### WHAT THIS TASK INVOLVES
From the entries below, return only the lines starting at the one that contains "let partition = PartitionRefinement::refine_to_fixpoint(graph);" and ending at the one that contains "use super::*;", exactly as they stand.

[Collected data entries]

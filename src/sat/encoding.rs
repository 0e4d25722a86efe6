//! The ordering/arc CNF encoding of "does this graph have a tree
//! decomposition of width `<= k`" (SPEC_FULL.md §4.5), plus symmetry
//! breaking over a maximum clique and the twin-vertex partition.

use std::collections::HashMap;

use ahash::RandomState;

use crate::bnb::approximate_max_clique;
use crate::graph::kernel::CanonicalGraph;
use crate::ids::VertexId;
use crate::partition::PartitionRefinement;
use crate::sat::formula::{Formula, Literal};

#[derive(Debug, Clone, Copy, Eq, PartialEq)]
pub enum EncodingVariant {
    Base,
    Improved,
    Ladder,
}

/// The `ord`/`arc` variable tables for one graph, plus the canonical
/// `index -> VertexId` table the caller used to build them.
pub struct Encoding {
    vertices: Vec<VertexId>,
    ord_vars: HashMap<(usize, usize), Literal, RandomState>,
    arc_vars: HashMap<(usize, usize), Literal, RandomState>,
}

impl Encoding {
    pub fn n(&self) -> usize {
        self.vertices.len()
    }

    pub fn vertex_at(&self, index: usize) -> VertexId {
        self.vertices[index]
    }

    /// `ord(i, j)`: "vertex `i` precedes vertex `j`". Defined for every
    /// ordered pair; looked up through the canonical `i < j` storage slot
    /// and negated when queried in the other direction.
    pub fn ord(&self, i: usize, j: usize) -> Literal {
        if i < j {
            self.ord_vars[&(i, j)]
        } else {
            -self.ord_vars[&(j, i)]
        }
    }

    /// The raw (always-positive) variable backing `ord(lo, hi)` for
    /// `lo < hi`, for callers reading a model back from an oracle.
    pub fn ord_variable(&self, lo: usize, hi: usize) -> u64 {
        debug_assert!(lo < hi);
        self.ord_vars[&(lo, hi)] as u64
    }

    /// `arc(i, j)`: "the triangulated graph contains the directed arc
    /// `i -> j`".
    pub fn arc(&self, i: usize, j: usize) -> Literal {
        self.arc_vars[&(i, j)]
    }

    /// The literals counted against vertex `i`'s cardinality bound: one
    /// outgoing arc indicator per other vertex.
    pub fn outgoing_arcs(&self, i: usize) -> Vec<Literal> {
        (0..self.n()).filter(|&j| j != i).map(|j| self.arc(i, j)).collect()
    }
}

/// Builds the base encoding, then layers on `variant`'s extra redundant
/// clauses. Returns the formula together with the variable tables needed
/// to express cardinality bounds and extract a model.
pub fn build(graph: &CanonicalGraph, variant: EncodingVariant) -> (Formula, Encoding) {
    let vertices: Vec<VertexId> = graph.vertices().collect();
    let n = vertices.len();

    let mut formula = Formula::new();
    let mut ord_vars = HashMap::default();
    for i in 0..n {
        for j in (i + 1)..n {
            ord_vars.insert((i, j), formula.fresh_variable() as Literal);
        }
    }
    let mut arc_vars = HashMap::default();
    for i in 0..n {
        for j in 0..n {
            if i != j {
                arc_vars.insert((i, j), formula.fresh_variable() as Literal);
            }
        }
    }
    let enc = Encoding { vertices, ord_vars, arc_vars };

    // Transitivity of ord.
    for i in 0..n {
        for j in 0..n {
            if i == j {
                continue;
            }
            for k in 0..n {
                if k == i || k == j {
                    continue;
                }
                formula.add_clause([-enc.ord(i, j), -enc.ord(j, k), enc.ord(i, k)]);
            }
        }
    }

    // Every original edge becomes an arc oriented consistently with ord.
    for i in 0..n {
        for j in 0..n {
            if i == j {
                continue;
            }
            if graph.has_edge(enc.vertices[i], enc.vertices[j]) {
                formula.add_clause([-enc.ord(i, j), enc.arc(i, j)]);
            }
        }
    }

    // Fill-in: if k has two later neighbors i, j, the edge between them is
    // an arc, oriented per whichever of i, j comes first.
    for k in 0..n {
        for i in 0..n {
            if i == k {
                continue;
            }
            for j in 0..n {
                if j == k || j == i {
                    continue;
                }
                formula.add_clause([-enc.arc(k, i), -enc.arc(k, j), -enc.ord(i, j), enc.arc(i, j)]);
            }
        }
    }

    // arc[i][j] aligns with ord[i][j]: an arc only points forward.
    for i in 0..n {
        for j in 0..n {
            if i != j {
                formula.add_clause([-enc.arc(i, j), enc.ord(i, j)]);
            }
        }
    }

    // No double arcs between the same pair (implied by the ord alignment
    // above, but asserted directly since the base encoding names it).
    for i in 0..n {
        for j in (i + 1)..n {
            formula.add_clause([-enc.arc(i, j), -enc.arc(j, i)]);
        }
    }

    match variant {
        EncodingVariant::Base => {}
        EncodingVariant::Improved => add_improved_clauses(&mut formula, &enc),
        EncodingVariant::Ladder => {
            add_improved_clauses(&mut formula, &enc);
            add_ladder_clauses(&mut formula, &enc);
        }
    }

    (formula, enc)
}

/// Triangle-closure strengthening: if `i` already points to `k` and `k`
/// points to `j`, and `i` precedes `j`, then `i` points to `j` too. Stronger
/// than the base fill-in rule, which only fires when both arcs originate
/// at the same earlier vertex `k`.
fn add_improved_clauses(formula: &mut Formula, enc: &Encoding) {
    let n = enc.n();
    for i in 0..n {
        for k in 0..n {
            if k == i {
                continue;
            }
            for j in 0..n {
                if j == i || j == k {
                    continue;
                }
                formula.add_clause([-enc.arc(i, k), -enc.arc(k, j), -enc.ord(i, j), enc.arc(i, j)]);
            }
        }
    }
}

/// A redundant unary "ladder" layer: for each vertex `i`, registers
/// `rank[i][k]` accumulate (one-directionally) whenever at least `k`
/// other vertices are known to precede `i`, following Sinz's sequential-
/// counter construction with the final capping clause omitted. The
/// registers are monotonically chained (`rank[i][k]` only becomes
/// derivable once `rank[i][k-1]` already is), which is what lets a solver
/// propagate position information without re-deriving it from scratch at
/// every node.
fn add_ladder_clauses(formula: &mut Formula, enc: &Encoding) {
    let n = enc.n();
    if n < 2 {
        return;
    }
    for i in 0..n {
        let predecessors: Vec<Literal> = (0..n).filter(|&j| j != i).map(|j| enc.ord(j, i)).collect();
        let mut rank = vec![0 as Literal; predecessors.len()];
        rank[0] = formula.fresh_variable() as Literal;
        formula.add_clause([-predecessors[0], rank[0]]);
        for t in 1..predecessors.len() {
            rank[t] = formula.fresh_variable() as Literal;
            formula.add_clause([-rank[t - 1], rank[t]]);
            formula.add_clause([-predecessors[t], -rank[t - 1], rank[t]]);
        }
    }
}

/// Forces a maximum clique to be ordered last, lexicographically among
/// itself, and forces every twin-class pair that isn't split by the
/// clique to be ordered lexicographically too (SPEC_FULL.md §4.5).
pub fn add_symmetry_breaking(formula: &mut Formula, enc: &Encoding, graph: &CanonicalGraph) {
    let index_of: HashMap<VertexId, usize, RandomState> =
        (0..enc.n()).map(|i| (enc.vertex_at(i), i)).collect();

    let clique = approximate_max_clique(graph);
    let clique_indices: Vec<usize> = clique.iter().map(|&v| index_of[&v]).collect();
    let in_clique: std::collections::HashSet<usize> = clique_indices.iter().copied().collect();

    for &ci in &clique_indices {
        for outside in 0..enc.n() {
            if !in_clique.contains(&outside) {
                formula.add_clause([enc.ord(outside, ci)]);
            }
        }
    }
    for a in 0..clique_indices.len() {
        for b in (a + 1)..clique_indices.len() {
            let (lo, hi) = (clique_indices[a].min(clique_indices[b]), clique_indices[a].max(clique_indices[b]));
            formula.add_clause([enc.ord(lo, hi)]);
        }
    }

    let partition = PartitionRefinement::refine_to_fixpoint(graph);
    for block in partition.blocks() {
        let members: Vec<usize> = block.ones().filter_map(|v| index_of.get(&VertexId::new(v)).copied()).collect();
        for a in 0..members.len() {
            for b in (a + 1)..members.len() {
                let (lo, hi) = (members[a].min(members[b]), members[a].max(members[b]));
                if in_clique.contains(&lo) || in_clique.contains(&hi) {
                    continue;
                }
                formula.add_clause([enc.ord(lo, hi)]);
            }
        }
    }
}

#[cfg(test)]
mod tests {
    use super::*;
    use crate::ids::VertexId;

    fn triangle() -> CanonicalGraph {
        CanonicalGraph::from_edges(
            3,
            [
                (VertexId::new(0), VertexId::new(1)),
                (VertexId::new(1), VertexId::new(2)),
                (VertexId::new(0), VertexId::new(2)),
            ],
        )
    }

    #[test]
    fn base_encoding_has_ord_and_arc_variables() {
        let g = triangle();
        let (formula, enc) = build(&g, EncodingVariant::Base);
        assert_eq!(enc.n(), 3);
        assert!(formula.clause_count() > 0);
        assert_eq!(enc.outgoing_arcs(0).len(), 2);
    }

    #[test]
    fn improved_variant_adds_more_clauses_than_base() {
        let g = triangle();
        let (base_formula, _) = build(&g, EncodingVariant::Base);
        let (improved_formula, _) = build(&g, EncodingVariant::Improved);
        assert!(improved_formula.clause_count() >= base_formula.clause_count());
    }

    #[test]
    fn symmetry_breaking_orders_clique_last() {
        let g = triangle();
        let (mut formula, enc) = build(&g, EncodingVariant::Base);
        let before = formula.clause_count();
        add_symmetry_breaking(&mut formula, &enc, &g);
        assert!(formula.clause_count() >= before);
    }
}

### RESPONSE AREA
    let partition = PartitionRefinement::refine_to_fixpoint(graph);
    for block in partition.blocks() {
        let members: Vec<usize> = block.ones().filter_map(|v| index_of.get(&VertexId::new(v)).copied()).collect();
        for a in 0..members.len() {
            for b in (a + 1)..members.len() {
                let (lo, hi) = (members[a].min(members[b]), members[a].max(members[b]));
                if in_clique.contains(&lo) || in_clique.contains(&hi) {
                    continue;
                }
                formula.add_clause([enc.ord(lo, hi)]);
            }
        }
    }
}

#[cfg(test)]
mod tests {
    use super::*;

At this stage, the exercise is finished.